On the other hand, though, I am so blessed by the guys in my life.  The ones I am closest to, who I consider some of my best friends, are ones who I trust, respect and love being around.  Why?  Because they’re strong Christian men.  I know they are “safe” to be around.  And most importantly, they display Christian love and friendship towards me.  This is rare.  I’ve had many girls tell me how lucky I am to know such guys.  And I am.  I’m incredibly blessed by them.  One of my favorite things about my best guy friends is the fact that they’ll listen to me.  When I tell them about my day, about an achievement, about a dream.  Or even when I’m having an emotional break-down.  And when I’ve finished blubbering, they’ll tell me to suck it up, offer whatever advice they can, and tell me to move on.  It’s amazing.

But what also comes hand in hand with having opposite gender best friends?  Well, you get that lovely question.  One that a recent article I read referred to as “the golden question”.  (That article was also the one that inspired - and was the last nudge I needed - to write this one).  And what is this golden question?  Well, it can come in a few different forms:

“Do you like ____?  Cuz you two hang out a lot.”
“You guys are so cute in all your pictures together.  Are you dating?”
“So do you like him?”

Basically, “You can’t be just friends with him, Raquel.  When are you gonna start dating?”

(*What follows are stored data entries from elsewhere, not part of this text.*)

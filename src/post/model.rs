//! Serialized blog records.
//!
//! - [`Post`]: one `posts/{id}.json` artifact
//! - [`PostRecord`]: lenient view of a stored post, used while indexing
//! - [`ArticleSummary`] / [`Index`]: the denormalized listing artifact

use chrono::{DateTime, NaiveDate};
use serde::{Deserialize, Serialize};
use std::fmt;

/// Reading time, stored either as text (`"5 min read"`) or as minutes.
#[derive(Debug, Clone, PartialEq, Eq, Serialize, Deserialize)]
#[serde(untagged)]
pub enum ReadTime {
    Minutes(u32),
    Text(String),
}

impl ReadTime {
    pub fn from_minutes(minutes: u32) -> Self {
        Self::Text(format!("{minutes} min read"))
    }

    /// Whole minutes, parsed from the leading number of the text form.
    pub fn minutes(&self) -> Option<u32> {
        match self {
            Self::Minutes(n) => Some(*n),
            Self::Text(text) => {
                let digits: String = text
                    .trim_start()
                    .chars()
                    .take_while(char::is_ascii_digit)
                    .collect();
                digits.parse().ok()
            }
        }
    }

    pub fn is_blank(&self) -> bool {
        matches!(self, Self::Text(text) if text.trim().is_empty())
    }
}

impl fmt::Display for ReadTime {
    fn fmt(&self, f: &mut fmt::Formatter<'_>) -> fmt::Result {
        match (self, self.minutes()) {
            (_, Some(n)) => write!(f, "{n} min read"),
            (Self::Text(text), None) => f.write_str(text),
            (Self::Minutes(n), None) => write!(f, "{n} min read"),
        }
    }
}

/// A published article, as written to `posts/{id}.json`.
#[derive(Debug, Clone, PartialEq, Serialize, Deserialize)]
#[serde(rename_all = "camelCase")]
pub struct Post {
    pub id: String,
    pub title: String,
    #[serde(default)]
    pub slug: String,
    #[serde(default)]
    pub excerpt: String,
    #[serde(default)]
    pub description: String,
    pub date: String,
    #[serde(default)]
    pub author: String,
    #[serde(default)]
    pub tags: Vec<String>,
    #[serde(default, skip_serializing_if = "Option::is_none")]
    pub read_time: Option<ReadTime>,
    /// Records written by older tools omit this; absent means published.
    #[serde(default = "default_true")]
    pub published: bool,
    #[serde(default = "default_true")]
    pub allow_comments: bool,
    #[serde(default)]
    pub content: String,
}

const fn default_true() -> bool {
    true
}

/// Lenient view of a stored post. Required fields are checked by the caller.
#[derive(Debug, Clone, Default, Deserialize)]
#[serde(rename_all = "camelCase")]
pub struct PostRecord {
    pub id: Option<String>,
    pub title: Option<String>,
    pub slug: Option<String>,
    pub excerpt: Option<String>,
    pub description: Option<String>,
    pub date: Option<String>,
    pub author: Option<String>,
    pub tags: Option<Vec<String>>,
    pub read_time: Option<ReadTime>,
    pub published: Option<bool>,
    pub content: Option<String>,
}

impl PostRecord {
    /// Name of the first missing required field (`id`, `title`, `date`).
    pub fn missing_field(&self) -> Option<&'static str> {
        let blank = |field: &Option<String>| field.as_deref().is_none_or(|s| s.trim().is_empty());
        if blank(&self.id) {
            Some("id")
        } else if blank(&self.title) {
            Some("title")
        } else if blank(&self.date) {
            Some("date")
        } else {
            None
        }
    }

    pub fn is_published(&self) -> bool {
        self.published.unwrap_or(true)
    }
}

/// Listing entry: a post without its content.
#[derive(Debug, Clone, PartialEq, Serialize, Deserialize)]
#[serde(rename_all = "camelCase")]
pub struct ArticleSummary {
    pub id: String,
    pub title: String,
    #[serde(default)]
    pub excerpt: String,
    pub date: String,
    #[serde(default)]
    pub author: String,
    #[serde(default)]
    pub tags: Vec<String>,
    pub read_time: ReadTime,
    #[serde(default)]
    pub slug: String,
}

impl ArticleSummary {
    pub fn parsed_date(&self) -> Option<NaiveDate> {
        parse_date(&self.date)
    }

    pub fn has_tag(&self, tag: &str) -> bool {
        self.tags.iter().any(|t| t == tag)
    }
}

/// The `articles.json` document.
#[derive(Debug, Clone, PartialEq, Serialize, Deserialize)]
#[serde(rename_all = "camelCase")]
pub struct Index {
    pub articles: Vec<ArticleSummary>,
    pub total_count: usize,
    pub last_updated: String,
    pub generated_by: String,
}

/// Tool identifier written to `generatedBy`.
pub fn generator_name() -> String {
    format!("{} {}", env!("CARGO_PKG_NAME"), env!("CARGO_PKG_VERSION"))
}

/// Parse `YYYY-MM-DD`, also accepting a full RFC 3339 timestamp.
pub fn parse_date(date: &str) -> Option<NaiveDate> {
    let date = date.trim();
    NaiveDate::parse_from_str(date, "%Y-%m-%d")
        .ok()
        .or_else(|| DateTime::parse_from_rfc3339(date).ok().map(|dt| dt.date_naive()))
}

#[cfg(test)]
mod tests {
    use super::*;

    #[test]
    fn test_read_time_accepts_both_forms() {
        let text: ReadTime = serde_json::from_str(r#""7 min read""#).unwrap();
        let minutes: ReadTime = serde_json::from_str("7").unwrap();

        assert_eq!(text.minutes(), Some(7));
        assert_eq!(minutes.minutes(), Some(7));
        assert_eq!(text.to_string(), "7 min read");
        assert_eq!(minutes.to_string(), "7 min read");
    }

    #[test]
    fn test_read_time_free_text() {
        let rt = ReadTime::Text("a long read".into());
        assert_eq!(rt.minutes(), None);
        assert_eq!(rt.to_string(), "a long read");
        assert!(ReadTime::Text("  ".into()).is_blank());
        assert!(!ReadTime::Minutes(0).is_blank());
    }

    #[test]
    fn test_post_serializes_camel_case() {
        let post = Post {
            id: "2025-01-01-x".into(),
            title: "X".into(),
            slug: "x".into(),
            excerpt: String::new(),
            description: String::new(),
            date: "2025-01-01".into(),
            author: "Anonymous".into(),
            tags: vec!["a".into()],
            read_time: Some(ReadTime::from_minutes(5)),
            published: true,
            allow_comments: true,
            content: "# X".into(),
        };
        let json = serde_json::to_string(&post).unwrap();

        assert!(json.contains(r#""readTime":"5 min read""#));
        assert!(json.contains(r#""allowComments":true"#));
        // field order follows the struct
        assert!(json.starts_with(r#"{"id":"2025-01-01-x","title":"X","slug":"x""#));
    }

    #[test]
    fn test_post_published_defaults_to_true() {
        let json = r#"{"id":"a","title":"A","date":"2025-01-01","content":"hi"}"#;
        let post: Post = serde_json::from_str(json).unwrap();

        assert!(post.published);
        assert!(post.allow_comments);
        assert_eq!(post.read_time, None);
        assert!(post.tags.is_empty());
    }

    #[test]
    fn test_post_record_missing_field() {
        let record: PostRecord = serde_json::from_str(r#"{"id":"a","date":"2025-01-01"}"#).unwrap();
        assert_eq!(record.missing_field(), Some("title"));

        let record: PostRecord = serde_json::from_str(r#"{"id":" ","title":"T"}"#).unwrap();
        assert_eq!(record.missing_field(), Some("id"));

        let record: PostRecord =
            serde_json::from_str(r#"{"id":"a","title":"T","date":"2025-01-01"}"#).unwrap();
        assert_eq!(record.missing_field(), None);
        assert!(record.is_published());
    }

    #[test]
    fn test_parse_date() {
        assert_eq!(parse_date("2025-01-31"), NaiveDate::from_ymd_opt(2025, 1, 31));
        assert_eq!(
            parse_date("2025-01-31T10:00:00Z"),
            NaiveDate::from_ymd_opt(2025, 1, 31)
        );
        assert_eq!(parse_date("2025-02-30"), None);
        assert_eq!(parse_date("yesterday"), None);
    }

    #[test]
    fn test_generator_name() {
        assert!(generator_name().starts_with("folio "));
    }
}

First of all, I am really curious what determines the best friend/significant other line.  Hanging out a lot together?  Taking pictures together?  Calling each other “best friends”?  Secondly, why can’t people just accept the fact that guys and girls can be, yes, JUST friends without having romantic feelings for each other?

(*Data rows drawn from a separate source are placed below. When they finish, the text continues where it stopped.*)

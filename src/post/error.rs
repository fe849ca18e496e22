//! Post building and storage errors.

use std::path::PathBuf;
use thiserror::Error;

#[derive(Debug, Error)]
pub enum PostError {
    #[error("missing title in frontmatter")]
    MissingTitle,

    #[error("invalid slug `{0}`: must be lowercase kebab-case")]
    InvalidSlug(String),

    #[error("invalid post id `{0}`: must be lowercase kebab-case")]
    InvalidId(String),

    #[error("IO error on `{0}`")]
    Io(PathBuf, #[source] std::io::Error),

    #[error("invalid post JSON in `{0}`")]
    Json(PathBuf, #[source] serde_json::Error),
}

#[cfg(test)]
mod tests {
    use super::*;
    use std::io::{Error, ErrorKind};

    #[test]
    fn test_post_error_display() {
        assert_eq!(
            PostError::MissingTitle.to_string(),
            "missing title in frontmatter"
        );

        let err = PostError::Io(
            PathBuf::from("drafts/a.md"),
            Error::new(ErrorKind::PermissionDenied, "denied"),
        );
        assert!(err.to_string().contains("drafts/a.md"));
        assert!(std::error::Error::source(&err).is_some());
    }
}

There have been countless times when I have had to explain to inquisitive super nosy people that no, me and (insert name of one of my guys friends) aren’t dating, aren’t interested in each other, and are just friends.  I really don’t prefer to use that term “just friends”.  It gives this air of “not that big of a deal”.  When, to me, these certain guy friends mean a heap to me.  I’ve just relented to saying it because it’s one of the only ways to get my point across to certain people sometimes.

I get really snippy when this golden question is asked of me.  And it’s because I get so frustrated that people have the mentality of: a guy and a girl cannot be best friends without dating each other.  Sure, I get the whole “you should marry your best friend” thing but who are you to assume that this particular best guy friend, at this particular time in my life is my future husband?  

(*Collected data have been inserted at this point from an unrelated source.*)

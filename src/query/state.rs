//! Listing state owned by the caller.
//!
//! Every filter change resets the page to 1.

use super::FilteredView;

/// Search text, active tags and page selection for one listing.
#[derive(Debug, Clone, PartialEq, Eq)]
pub struct QueryState {
    search: String,
    active_tags: Vec<String>,
    page: usize,
    per_page: usize,
}

impl QueryState {
    /// A state with no filters on page 1. `per_page` of 0 is treated as 1.
    pub fn new(per_page: usize) -> Self {
        Self {
            search: String::new(),
            active_tags: Vec::new(),
            page: 1,
            per_page: per_page.max(1),
        }
    }

    /// Request a page before the first view is computed.
    ///
    /// The engine clamps it into range.
    pub fn with_page(mut self, page: usize) -> Self {
        self.page = page.max(1);
        self
    }

    pub fn search(&self) -> &str {
        &self.search
    }

    pub fn active_tags(&self) -> &[String] {
        &self.active_tags
    }

    pub const fn page(&self) -> usize {
        self.page
    }

    pub const fn per_page(&self) -> usize {
        self.per_page
    }

    /// Whether a search or tag filter is narrowing the listing.
    pub fn is_filtering(&self) -> bool {
        !self.search.trim().is_empty() || !self.active_tags.is_empty()
    }

    pub fn set_search(&mut self, query: impl Into<String>) {
        self.search = query.into();
        self.page = 1;
    }

    /// Toggle `tag` in the active set. Returns whether it is now active.
    pub fn toggle_tag(&mut self, tag: &str) -> bool {
        self.page = 1;
        match self.active_tags.iter().position(|t| t == tag) {
            Some(i) => {
                self.active_tags.remove(i);
                false
            }
            None => {
                self.active_tags.push(tag.to_string());
                true
            }
        }
    }

    pub fn clear(&mut self) {
        self.search.clear();
        self.active_tags.clear();
        self.page = 1;
    }

    /// Move to `page` if it exists in `view`. Returns whether the page changed.
    pub fn go_to_page(&mut self, page: usize, view: &FilteredView<'_>) -> bool {
        if page < 1 || page > view.total_pages || page == self.page {
            return false;
        }
        self.page = page;
        true
    }
}

impl Default for QueryState {
    fn default() -> Self {
        Self::new(crate::config::defaults::blog::per_page())
    }
}

#[cfg(test)]
mod tests {
    use super::*;
    use crate::query::filter_articles;

    #[test]
    fn test_new_clamps_per_page() {
        assert_eq!(QueryState::new(0).per_page(), 1);
        assert_eq!(QueryState::default().per_page(), 5);
        assert_eq!(QueryState::default().page(), 1);
    }

    #[test]
    fn test_filter_changes_reset_page() {
        let mut state = QueryState::new(5).with_page(3);
        state.set_search("rust");
        assert_eq!(state.page(), 1);

        state = state.with_page(4);
        assert!(state.toggle_tag("web"));
        assert_eq!(state.page(), 1);
        assert_eq!(state.active_tags(), ["web"]);

        state = state.with_page(2);
        assert!(!state.toggle_tag("web"));
        assert_eq!(state.page(), 1);
        assert!(state.active_tags().is_empty());
    }

    #[test]
    fn test_clear() {
        let mut state = QueryState::new(5);
        state.set_search("x");
        state.toggle_tag("a");
        assert!(state.is_filtering());

        state.clear();
        assert!(!state.is_filtering());
        assert_eq!(state.search(), "");
        assert_eq!(state.page(), 1);
    }

    #[test]
    fn test_blank_search_is_not_filtering() {
        let mut state = QueryState::new(5);
        state.set_search("   ");
        assert!(!state.is_filtering());
    }

    #[test]
    fn test_go_to_page_bounds() {
        let articles = crate::query::engine::tests::sample(12);
        let mut state = QueryState::new(5);
        let view = filter_articles(&articles, &state);
        assert_eq!(view.total_pages, 3);

        assert!(!state.go_to_page(0, &view));
        assert!(!state.go_to_page(4, &view));
        assert!(!state.go_to_page(1, &view));
        assert!(state.go_to_page(3, &view));
        assert_eq!(state.page(), 3);
    }
}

I’m not saying that guys and girls who are friends will NEVER have romantic feelings for each other, that it’s impossible, that it’s stupid.  Nothing of that sort.  All I’m saying is that it IS possible for two people, a guy and a girl, to be best friends and just that.  Friends.  Good friends.  Nothing more.  And if a friendship turns into a relationship, that’s great.  Obviously you need to be friends with someone before you can think about dating them.  But don’t automatically assume that opposite gender friendships are ACTUALLY relationships.

I can honestly say that having close guy friends has been an incredible blessing in my life.  And I am very thankful for them.  So so thankful.  

I appreciate and love all my friendships - with guys and girls.  I especially love the diversity and uniqueness of each of my best friends because they each have different roles in my life, different outlooks, opinions, and personalities.  And all of these have helped and challenged me as an individual, as well as their friend.  I go to one of my guy friends for advice on this or that, and I’ll go to my girl friends when I need help or a good girly conversation.  Both are good.  Both are fun.  Both are healthy.  And both are a blessing.